(Source data)
::::

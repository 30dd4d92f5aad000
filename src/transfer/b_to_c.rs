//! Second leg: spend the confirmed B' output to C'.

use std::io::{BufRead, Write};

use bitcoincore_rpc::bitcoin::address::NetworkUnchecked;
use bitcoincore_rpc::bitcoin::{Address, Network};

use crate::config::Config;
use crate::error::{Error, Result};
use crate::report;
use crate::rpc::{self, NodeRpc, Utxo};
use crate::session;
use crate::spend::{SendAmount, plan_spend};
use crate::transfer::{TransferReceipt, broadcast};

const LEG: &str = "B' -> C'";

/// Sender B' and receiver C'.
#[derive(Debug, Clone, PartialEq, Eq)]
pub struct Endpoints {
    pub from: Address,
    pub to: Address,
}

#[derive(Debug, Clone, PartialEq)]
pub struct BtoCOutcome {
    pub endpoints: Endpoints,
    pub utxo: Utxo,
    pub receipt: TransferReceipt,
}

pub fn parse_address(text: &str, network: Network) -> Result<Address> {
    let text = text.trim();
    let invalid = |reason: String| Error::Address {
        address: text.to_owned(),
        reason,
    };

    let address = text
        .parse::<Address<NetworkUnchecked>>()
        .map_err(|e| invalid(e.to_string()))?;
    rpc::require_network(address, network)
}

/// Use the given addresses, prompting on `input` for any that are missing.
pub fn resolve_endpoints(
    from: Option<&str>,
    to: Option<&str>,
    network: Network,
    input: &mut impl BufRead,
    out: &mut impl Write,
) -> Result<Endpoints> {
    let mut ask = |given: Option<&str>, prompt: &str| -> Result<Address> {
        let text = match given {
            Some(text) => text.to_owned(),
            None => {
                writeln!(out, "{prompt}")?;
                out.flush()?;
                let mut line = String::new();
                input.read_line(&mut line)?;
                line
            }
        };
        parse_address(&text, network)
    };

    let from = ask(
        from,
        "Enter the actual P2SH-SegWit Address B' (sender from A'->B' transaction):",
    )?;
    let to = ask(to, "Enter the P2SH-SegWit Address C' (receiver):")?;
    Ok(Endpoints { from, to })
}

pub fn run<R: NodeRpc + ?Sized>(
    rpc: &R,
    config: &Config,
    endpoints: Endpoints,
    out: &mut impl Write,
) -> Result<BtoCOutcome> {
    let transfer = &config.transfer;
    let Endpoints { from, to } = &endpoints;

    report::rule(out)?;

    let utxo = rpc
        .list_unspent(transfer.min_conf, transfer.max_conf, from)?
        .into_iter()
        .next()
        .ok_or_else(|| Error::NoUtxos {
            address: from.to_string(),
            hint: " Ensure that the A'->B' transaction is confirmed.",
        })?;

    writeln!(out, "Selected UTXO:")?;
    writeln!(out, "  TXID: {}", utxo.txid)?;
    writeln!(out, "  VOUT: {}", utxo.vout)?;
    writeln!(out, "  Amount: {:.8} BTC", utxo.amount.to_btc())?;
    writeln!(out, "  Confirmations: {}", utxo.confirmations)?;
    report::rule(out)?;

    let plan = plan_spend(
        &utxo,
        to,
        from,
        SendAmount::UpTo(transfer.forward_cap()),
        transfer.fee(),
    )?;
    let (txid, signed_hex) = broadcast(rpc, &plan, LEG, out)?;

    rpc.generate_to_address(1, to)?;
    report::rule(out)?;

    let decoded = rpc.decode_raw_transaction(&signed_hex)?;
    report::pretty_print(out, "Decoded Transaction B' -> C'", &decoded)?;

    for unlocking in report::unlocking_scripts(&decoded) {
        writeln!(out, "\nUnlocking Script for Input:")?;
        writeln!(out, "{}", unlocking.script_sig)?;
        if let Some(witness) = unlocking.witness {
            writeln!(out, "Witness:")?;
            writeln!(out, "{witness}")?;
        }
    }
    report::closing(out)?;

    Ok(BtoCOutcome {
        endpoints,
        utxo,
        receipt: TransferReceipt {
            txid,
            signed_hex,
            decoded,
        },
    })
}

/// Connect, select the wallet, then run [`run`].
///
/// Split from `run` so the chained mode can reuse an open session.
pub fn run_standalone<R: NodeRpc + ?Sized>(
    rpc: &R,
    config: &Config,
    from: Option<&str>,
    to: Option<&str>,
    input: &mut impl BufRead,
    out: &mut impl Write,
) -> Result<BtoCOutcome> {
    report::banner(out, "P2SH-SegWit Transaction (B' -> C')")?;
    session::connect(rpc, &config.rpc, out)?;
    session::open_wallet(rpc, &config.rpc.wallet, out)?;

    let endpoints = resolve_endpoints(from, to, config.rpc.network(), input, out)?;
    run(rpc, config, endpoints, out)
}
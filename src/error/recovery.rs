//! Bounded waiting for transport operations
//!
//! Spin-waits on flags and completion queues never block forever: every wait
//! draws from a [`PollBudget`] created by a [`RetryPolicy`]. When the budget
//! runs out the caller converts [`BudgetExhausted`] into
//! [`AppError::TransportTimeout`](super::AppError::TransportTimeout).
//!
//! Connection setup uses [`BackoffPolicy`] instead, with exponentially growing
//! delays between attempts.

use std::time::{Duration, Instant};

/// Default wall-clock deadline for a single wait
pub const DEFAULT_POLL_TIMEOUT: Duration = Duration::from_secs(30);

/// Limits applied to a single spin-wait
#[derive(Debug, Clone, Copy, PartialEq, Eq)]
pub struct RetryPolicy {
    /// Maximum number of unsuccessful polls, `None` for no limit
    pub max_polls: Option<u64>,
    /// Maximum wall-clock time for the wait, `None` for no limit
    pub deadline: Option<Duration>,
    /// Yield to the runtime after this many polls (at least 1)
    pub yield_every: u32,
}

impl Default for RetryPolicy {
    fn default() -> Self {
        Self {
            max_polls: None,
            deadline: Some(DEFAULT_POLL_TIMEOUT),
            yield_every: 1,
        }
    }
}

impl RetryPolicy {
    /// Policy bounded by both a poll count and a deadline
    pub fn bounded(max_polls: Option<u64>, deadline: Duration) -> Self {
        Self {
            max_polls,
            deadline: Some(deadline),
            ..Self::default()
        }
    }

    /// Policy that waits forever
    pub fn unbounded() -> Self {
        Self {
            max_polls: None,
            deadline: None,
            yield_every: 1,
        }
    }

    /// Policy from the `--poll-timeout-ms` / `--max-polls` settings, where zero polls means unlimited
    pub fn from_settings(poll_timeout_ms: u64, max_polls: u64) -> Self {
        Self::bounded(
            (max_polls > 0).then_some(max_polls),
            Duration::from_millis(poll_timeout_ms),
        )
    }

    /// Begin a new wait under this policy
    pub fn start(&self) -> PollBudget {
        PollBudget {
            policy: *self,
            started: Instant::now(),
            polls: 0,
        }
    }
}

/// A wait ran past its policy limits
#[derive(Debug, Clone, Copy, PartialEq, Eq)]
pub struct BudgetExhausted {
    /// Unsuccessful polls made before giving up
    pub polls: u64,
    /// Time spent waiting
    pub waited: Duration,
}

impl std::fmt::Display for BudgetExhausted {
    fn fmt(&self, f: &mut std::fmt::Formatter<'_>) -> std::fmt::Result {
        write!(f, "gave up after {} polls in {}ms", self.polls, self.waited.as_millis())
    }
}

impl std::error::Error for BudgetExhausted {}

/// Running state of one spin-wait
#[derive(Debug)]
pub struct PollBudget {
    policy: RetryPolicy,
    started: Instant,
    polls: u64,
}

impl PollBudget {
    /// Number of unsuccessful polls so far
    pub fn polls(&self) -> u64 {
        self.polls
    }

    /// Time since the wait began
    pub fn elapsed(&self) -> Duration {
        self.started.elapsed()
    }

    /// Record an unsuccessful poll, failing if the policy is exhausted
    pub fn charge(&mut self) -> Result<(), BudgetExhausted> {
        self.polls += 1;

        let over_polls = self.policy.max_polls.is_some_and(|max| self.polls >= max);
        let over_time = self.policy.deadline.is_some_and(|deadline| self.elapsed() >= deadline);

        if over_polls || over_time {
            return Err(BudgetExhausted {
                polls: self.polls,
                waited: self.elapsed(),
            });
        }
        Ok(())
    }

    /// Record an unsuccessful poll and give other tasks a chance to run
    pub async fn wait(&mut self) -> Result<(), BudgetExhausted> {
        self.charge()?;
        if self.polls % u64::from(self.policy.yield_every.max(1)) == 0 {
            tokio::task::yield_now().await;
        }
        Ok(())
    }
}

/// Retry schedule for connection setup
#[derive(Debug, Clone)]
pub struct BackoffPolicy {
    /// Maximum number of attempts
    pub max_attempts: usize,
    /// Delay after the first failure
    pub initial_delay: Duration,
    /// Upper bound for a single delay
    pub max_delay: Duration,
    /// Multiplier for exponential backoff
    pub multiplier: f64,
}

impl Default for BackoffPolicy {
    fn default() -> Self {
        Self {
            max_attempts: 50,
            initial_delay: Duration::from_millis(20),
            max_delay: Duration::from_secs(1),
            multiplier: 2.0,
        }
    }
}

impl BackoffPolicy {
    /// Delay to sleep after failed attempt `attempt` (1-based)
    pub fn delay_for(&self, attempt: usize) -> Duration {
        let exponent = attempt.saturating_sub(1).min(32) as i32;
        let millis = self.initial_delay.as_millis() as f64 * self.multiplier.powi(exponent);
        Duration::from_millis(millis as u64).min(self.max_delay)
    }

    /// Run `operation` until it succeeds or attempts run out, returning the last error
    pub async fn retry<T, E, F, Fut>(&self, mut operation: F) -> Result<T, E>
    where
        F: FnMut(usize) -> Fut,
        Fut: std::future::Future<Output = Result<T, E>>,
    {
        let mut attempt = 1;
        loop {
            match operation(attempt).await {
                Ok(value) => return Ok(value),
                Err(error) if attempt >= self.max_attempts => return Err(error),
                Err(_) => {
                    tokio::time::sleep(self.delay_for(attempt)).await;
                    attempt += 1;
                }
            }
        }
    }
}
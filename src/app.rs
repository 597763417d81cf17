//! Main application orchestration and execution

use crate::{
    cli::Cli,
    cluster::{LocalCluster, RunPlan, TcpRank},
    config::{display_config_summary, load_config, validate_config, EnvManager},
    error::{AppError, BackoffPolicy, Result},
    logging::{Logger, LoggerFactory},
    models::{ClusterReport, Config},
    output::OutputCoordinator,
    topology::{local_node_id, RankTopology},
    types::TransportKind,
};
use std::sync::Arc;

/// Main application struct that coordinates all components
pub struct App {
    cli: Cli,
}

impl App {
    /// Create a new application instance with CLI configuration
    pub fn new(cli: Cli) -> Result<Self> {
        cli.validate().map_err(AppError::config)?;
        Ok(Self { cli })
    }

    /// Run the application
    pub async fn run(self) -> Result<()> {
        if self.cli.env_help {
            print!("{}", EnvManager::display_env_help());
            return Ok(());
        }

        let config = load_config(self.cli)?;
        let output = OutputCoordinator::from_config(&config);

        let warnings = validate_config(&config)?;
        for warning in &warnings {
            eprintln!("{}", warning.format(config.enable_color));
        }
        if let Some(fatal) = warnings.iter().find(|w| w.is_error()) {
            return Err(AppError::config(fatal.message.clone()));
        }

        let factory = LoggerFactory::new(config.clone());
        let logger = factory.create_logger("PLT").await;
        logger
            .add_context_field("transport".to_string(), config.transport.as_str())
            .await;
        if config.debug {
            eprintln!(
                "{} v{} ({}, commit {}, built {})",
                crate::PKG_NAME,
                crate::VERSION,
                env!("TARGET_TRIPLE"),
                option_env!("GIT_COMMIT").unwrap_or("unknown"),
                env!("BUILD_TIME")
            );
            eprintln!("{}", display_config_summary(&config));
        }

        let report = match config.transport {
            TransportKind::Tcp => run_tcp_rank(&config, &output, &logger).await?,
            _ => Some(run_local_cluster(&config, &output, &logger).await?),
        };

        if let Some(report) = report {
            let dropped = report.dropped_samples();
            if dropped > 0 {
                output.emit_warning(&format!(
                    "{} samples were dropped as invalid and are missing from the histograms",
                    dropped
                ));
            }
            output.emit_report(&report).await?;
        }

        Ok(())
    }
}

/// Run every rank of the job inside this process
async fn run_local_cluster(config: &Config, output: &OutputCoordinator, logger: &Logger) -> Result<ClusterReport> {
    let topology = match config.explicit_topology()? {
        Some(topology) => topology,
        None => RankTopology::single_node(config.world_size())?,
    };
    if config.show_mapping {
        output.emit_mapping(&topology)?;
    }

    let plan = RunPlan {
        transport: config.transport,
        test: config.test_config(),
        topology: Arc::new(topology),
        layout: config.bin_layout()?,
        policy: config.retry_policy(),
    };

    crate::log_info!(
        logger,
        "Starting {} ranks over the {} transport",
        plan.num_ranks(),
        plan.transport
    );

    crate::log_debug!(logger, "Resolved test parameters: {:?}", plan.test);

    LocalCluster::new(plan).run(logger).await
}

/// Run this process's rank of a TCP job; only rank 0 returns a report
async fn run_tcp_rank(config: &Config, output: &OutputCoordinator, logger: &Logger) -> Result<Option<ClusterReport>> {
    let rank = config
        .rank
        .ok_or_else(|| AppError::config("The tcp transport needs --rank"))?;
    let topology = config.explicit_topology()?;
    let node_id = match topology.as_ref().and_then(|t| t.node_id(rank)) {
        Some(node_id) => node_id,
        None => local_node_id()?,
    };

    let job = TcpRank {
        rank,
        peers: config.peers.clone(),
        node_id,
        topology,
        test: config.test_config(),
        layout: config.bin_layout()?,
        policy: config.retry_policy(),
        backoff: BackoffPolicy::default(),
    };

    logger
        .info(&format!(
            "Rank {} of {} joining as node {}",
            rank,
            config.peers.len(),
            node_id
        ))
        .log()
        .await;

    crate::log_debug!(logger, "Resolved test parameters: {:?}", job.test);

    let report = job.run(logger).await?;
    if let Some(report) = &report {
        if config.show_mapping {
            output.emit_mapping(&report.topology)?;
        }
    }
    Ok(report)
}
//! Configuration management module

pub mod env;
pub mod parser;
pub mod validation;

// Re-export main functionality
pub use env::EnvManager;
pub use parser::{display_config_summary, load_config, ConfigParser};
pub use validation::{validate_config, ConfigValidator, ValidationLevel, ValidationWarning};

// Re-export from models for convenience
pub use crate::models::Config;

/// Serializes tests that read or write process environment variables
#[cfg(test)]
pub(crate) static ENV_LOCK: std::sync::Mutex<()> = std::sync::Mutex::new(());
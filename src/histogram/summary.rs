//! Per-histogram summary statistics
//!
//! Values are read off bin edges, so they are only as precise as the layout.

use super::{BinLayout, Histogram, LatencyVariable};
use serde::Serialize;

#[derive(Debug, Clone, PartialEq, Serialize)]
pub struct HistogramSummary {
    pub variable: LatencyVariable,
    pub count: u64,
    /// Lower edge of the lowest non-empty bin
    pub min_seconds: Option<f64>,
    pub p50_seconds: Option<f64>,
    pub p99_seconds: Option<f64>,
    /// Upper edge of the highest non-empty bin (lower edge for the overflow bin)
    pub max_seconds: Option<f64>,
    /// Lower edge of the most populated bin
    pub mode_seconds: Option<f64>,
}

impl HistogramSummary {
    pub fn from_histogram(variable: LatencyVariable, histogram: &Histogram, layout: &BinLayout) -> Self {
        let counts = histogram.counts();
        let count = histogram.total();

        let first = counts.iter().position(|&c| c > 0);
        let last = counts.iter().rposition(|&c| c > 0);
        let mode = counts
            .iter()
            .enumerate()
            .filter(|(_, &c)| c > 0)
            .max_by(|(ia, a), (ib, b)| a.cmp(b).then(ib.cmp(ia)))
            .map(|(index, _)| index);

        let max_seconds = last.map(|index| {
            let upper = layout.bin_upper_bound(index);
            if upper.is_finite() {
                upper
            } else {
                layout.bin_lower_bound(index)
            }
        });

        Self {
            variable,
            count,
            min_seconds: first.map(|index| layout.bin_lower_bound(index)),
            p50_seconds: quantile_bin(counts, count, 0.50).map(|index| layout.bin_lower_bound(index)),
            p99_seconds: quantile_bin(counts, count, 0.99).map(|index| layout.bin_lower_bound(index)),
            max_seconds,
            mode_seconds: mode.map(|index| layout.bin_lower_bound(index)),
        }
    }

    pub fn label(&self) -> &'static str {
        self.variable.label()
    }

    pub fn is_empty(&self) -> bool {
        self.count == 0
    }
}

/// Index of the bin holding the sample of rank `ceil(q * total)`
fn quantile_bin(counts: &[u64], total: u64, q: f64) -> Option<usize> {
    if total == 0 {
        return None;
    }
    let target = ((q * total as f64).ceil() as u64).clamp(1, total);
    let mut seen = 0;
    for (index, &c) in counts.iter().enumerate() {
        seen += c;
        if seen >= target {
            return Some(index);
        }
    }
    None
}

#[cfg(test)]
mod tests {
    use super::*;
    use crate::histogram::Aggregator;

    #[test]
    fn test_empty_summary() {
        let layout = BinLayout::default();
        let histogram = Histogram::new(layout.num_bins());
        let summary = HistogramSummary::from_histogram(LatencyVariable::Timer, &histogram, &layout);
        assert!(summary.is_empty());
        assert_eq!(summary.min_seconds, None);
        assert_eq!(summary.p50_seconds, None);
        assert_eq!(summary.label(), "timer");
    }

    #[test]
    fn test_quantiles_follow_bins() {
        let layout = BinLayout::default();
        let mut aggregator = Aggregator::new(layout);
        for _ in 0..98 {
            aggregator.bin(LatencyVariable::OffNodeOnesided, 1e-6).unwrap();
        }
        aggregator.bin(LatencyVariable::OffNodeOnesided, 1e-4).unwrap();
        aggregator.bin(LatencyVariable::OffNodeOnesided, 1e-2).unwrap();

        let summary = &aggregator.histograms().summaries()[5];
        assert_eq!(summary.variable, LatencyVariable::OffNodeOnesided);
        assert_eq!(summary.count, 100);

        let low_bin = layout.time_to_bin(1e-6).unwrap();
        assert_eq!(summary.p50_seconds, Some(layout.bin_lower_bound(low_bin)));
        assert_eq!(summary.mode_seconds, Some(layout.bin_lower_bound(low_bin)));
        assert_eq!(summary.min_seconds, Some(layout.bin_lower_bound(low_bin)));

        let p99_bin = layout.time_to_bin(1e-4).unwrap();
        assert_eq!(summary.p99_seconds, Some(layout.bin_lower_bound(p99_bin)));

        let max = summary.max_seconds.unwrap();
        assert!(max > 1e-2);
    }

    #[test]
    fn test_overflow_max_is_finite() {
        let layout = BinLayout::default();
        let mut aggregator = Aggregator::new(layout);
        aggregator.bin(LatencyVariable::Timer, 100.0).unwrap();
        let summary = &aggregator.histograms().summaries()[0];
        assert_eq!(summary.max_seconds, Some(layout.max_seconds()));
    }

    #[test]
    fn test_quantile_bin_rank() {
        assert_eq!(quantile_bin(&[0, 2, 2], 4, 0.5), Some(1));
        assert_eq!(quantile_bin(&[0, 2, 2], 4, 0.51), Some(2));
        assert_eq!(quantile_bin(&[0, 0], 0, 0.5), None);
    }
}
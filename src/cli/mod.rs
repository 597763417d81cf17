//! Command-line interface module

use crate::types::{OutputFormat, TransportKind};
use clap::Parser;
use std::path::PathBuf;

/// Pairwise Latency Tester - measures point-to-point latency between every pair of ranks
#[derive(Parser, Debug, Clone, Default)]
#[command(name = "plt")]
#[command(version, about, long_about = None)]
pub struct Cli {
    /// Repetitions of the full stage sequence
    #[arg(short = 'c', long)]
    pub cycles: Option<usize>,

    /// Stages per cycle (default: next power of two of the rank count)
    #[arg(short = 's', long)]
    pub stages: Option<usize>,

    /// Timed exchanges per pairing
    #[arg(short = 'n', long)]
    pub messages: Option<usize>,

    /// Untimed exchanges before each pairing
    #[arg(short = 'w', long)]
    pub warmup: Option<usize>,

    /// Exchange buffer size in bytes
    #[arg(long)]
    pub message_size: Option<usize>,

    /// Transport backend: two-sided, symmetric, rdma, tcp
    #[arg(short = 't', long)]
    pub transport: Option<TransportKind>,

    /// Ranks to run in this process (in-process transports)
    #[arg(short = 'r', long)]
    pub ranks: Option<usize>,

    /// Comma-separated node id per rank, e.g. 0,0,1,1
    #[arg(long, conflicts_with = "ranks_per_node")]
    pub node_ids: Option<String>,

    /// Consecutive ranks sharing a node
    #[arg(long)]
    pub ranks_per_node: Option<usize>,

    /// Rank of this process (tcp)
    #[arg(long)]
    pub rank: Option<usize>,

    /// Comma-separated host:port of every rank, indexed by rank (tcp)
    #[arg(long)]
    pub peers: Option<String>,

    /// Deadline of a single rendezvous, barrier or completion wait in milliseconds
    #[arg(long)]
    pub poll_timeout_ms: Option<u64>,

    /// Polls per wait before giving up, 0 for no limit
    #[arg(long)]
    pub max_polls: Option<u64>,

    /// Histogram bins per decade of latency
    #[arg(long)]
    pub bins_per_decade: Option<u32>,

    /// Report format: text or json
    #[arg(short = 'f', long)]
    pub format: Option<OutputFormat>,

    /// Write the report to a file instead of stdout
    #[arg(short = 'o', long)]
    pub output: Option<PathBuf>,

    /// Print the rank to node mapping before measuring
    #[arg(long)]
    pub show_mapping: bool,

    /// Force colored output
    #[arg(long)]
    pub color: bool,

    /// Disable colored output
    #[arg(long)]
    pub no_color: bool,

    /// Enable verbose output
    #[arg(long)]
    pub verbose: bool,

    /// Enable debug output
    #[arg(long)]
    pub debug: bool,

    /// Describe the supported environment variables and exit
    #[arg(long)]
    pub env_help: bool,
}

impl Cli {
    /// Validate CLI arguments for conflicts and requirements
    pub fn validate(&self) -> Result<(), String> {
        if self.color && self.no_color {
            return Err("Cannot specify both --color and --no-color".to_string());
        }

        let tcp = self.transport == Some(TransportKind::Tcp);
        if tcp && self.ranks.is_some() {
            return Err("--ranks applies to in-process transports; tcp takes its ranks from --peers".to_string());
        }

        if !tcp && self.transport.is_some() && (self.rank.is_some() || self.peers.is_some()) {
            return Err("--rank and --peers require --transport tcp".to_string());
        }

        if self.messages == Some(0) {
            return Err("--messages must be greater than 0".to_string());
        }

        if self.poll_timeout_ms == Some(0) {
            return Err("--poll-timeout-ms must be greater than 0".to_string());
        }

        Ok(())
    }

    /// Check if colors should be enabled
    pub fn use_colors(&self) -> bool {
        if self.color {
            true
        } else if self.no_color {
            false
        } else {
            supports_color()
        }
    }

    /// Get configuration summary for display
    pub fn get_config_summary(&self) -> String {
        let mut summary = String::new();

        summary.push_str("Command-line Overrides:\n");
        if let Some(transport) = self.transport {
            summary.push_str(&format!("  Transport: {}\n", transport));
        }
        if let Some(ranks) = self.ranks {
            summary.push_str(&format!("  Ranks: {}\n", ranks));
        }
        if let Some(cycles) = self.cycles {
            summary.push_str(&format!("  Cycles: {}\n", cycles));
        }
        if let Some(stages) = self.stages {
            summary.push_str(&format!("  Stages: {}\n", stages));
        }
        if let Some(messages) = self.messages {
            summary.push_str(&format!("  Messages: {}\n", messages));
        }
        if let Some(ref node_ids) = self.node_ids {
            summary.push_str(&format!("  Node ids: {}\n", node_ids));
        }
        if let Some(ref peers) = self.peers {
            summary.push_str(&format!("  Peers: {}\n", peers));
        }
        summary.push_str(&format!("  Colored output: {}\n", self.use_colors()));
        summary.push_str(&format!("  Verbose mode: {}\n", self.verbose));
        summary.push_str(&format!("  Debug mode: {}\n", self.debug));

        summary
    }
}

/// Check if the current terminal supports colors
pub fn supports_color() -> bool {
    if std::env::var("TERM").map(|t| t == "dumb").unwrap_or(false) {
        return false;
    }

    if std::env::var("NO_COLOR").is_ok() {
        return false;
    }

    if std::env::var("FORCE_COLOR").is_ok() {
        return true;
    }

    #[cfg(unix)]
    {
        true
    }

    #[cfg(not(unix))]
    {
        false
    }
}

::::

▸ What to do: All lines above from the one holding "if let Some(ranks)" to the one holding "if let Some(ref node_ids)", inclusive, are to be copied exactly; no other line is wanted.

▸ Output:
        if let Some(ranks) = self.ranks {
            summary.push_str(&format!("  Ranks: {}\n", ranks));
        }
        if let Some(cycles) = self.cycles {
            summary.push_str(&format!("  Cycles: {}\n", cycles));
        }
        if let Some(stages) = self.stages {
            summary.push_str(&format!("  Stages: {}\n", stages));
        }
        if let Some(messages) = self.messages {
            summary.push_str(&format!("  Messages: {}\n", messages));
        }
        if let Some(ref node_ids) = self.node_ids {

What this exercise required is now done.